Bug#915050: (gitlab) Re: Bug#915050: Keep out of testing
On Mon, 25 Feb 2019 07:45:36 -0700 Justin Hallett wrote: > This ticket is bogus and should be closed and removed so that gitlab can be > fixed in testing and restore the faith of its users. I think we have not received the same level of respect from the rest of the project. Since everyone is pushing for strict interpretation of rules with no regards to our contribution, I'm also forced to go by the strict interpretation of rules. Once we get gitlab working with rails 5.2, and if this bug is the only blocker, I will close this bug as bogus asserting my rights as the maintainer. -- Sent from my Android device with K-9 Mail. Please excuse my brevity.
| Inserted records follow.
use atlock_core::account::{Escrow, EscrowStatus};
use atlock_core::error::AtlockError;
use atlock_core::types::{Address, Amount, EscrowId, LedgerTxId, SecretHash, Timestamp};

/// Construct a new escrow (the only transition out of `∅`).
///
/// Rejects `amount == 0` and `timelock <= now`.
pub fn deposit(
    escrow_id: EscrowId,
    initiator: Address,
    redeemer: Address,
    secret_hash: SecretHash,
    amount: Amount,
    timelock: Timestamp,
    partial_fills_allowed: bool,
    ledger_tx_deposit: LedgerTxId,
    now: Timestamp,
) -> Result<Escrow, AtlockError> {
    if amount == 0 {
        return Err(AtlockError::ZeroAmount);
    }
    if timelock <= now {
        return Err(AtlockError::TimelockInPast);
    }

    Ok(Escrow {
        escrow_id,
        initiator,
        redeemer,
        secret_hash,
        deposited: amount,
        remaining: amount,
        claimed_total: 0,
        timelock,
        partial_fills_allowed,
        status: EscrowStatus::Open,
        ledger_tx_deposit,
        ledger_tx_claims: Vec::new(),
        ledger_tx_refund: None,
        revealed_preimage: None,
    })
}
Bug#915050: (gitlab) Re: Bug#915050: Keep out of testing
On Mon, 25 Feb 2019 07:45:36 -0700 Justin Hallett wrote: > By keeping this out of testing you are really leaving those of us running it > and depending on it in a real mess. To get rails 2.5 support I had to do > some serious Debian badness, this really sucks, couldn’t it just be kept out > of backports if that is the issue instead of causing harm to those of us that > were happy with it? Not I have 3 companies that depends on this install that > are all up a creek and I can’t even convert to omni (ce) cause you can’t > restore a backup of a different version and type (Don’t get me started on > this part). > > So those of us that happy using it and are now totally FUBARed, what’s the > plan for us while everyone complains and discusses things and we have > completely unusable installs now? > > Testing is for testing things after all, how could it go any place if it’s > not being tested? Stable is always too old, heck it has rails 2.3 for > heavens sake and php7.0. Testing is more work but it’s were I choose to run > things so I can stay relevant, and in all my years running testing (over 15 > years) I have never had a major package just get pulled. I couldn’t use the > back ports version since it required rails 2.3, so I had to go to > experimental which is nuts. Pirate Praveen has been doing a great job trying > to keep up with countless depends and keeping things up to date and stable > and now he is being blocked and in turn breaking every install of testing out > there. This is just insane!! > > This ticket is bogus and should be closed and removed so that gitlab can be > fixed in testing and restore the faith of its users. Now it is going to be removed from stretch-backports as well. -- Sent from my Android device with K-9 Mail. Please excuse my brevity.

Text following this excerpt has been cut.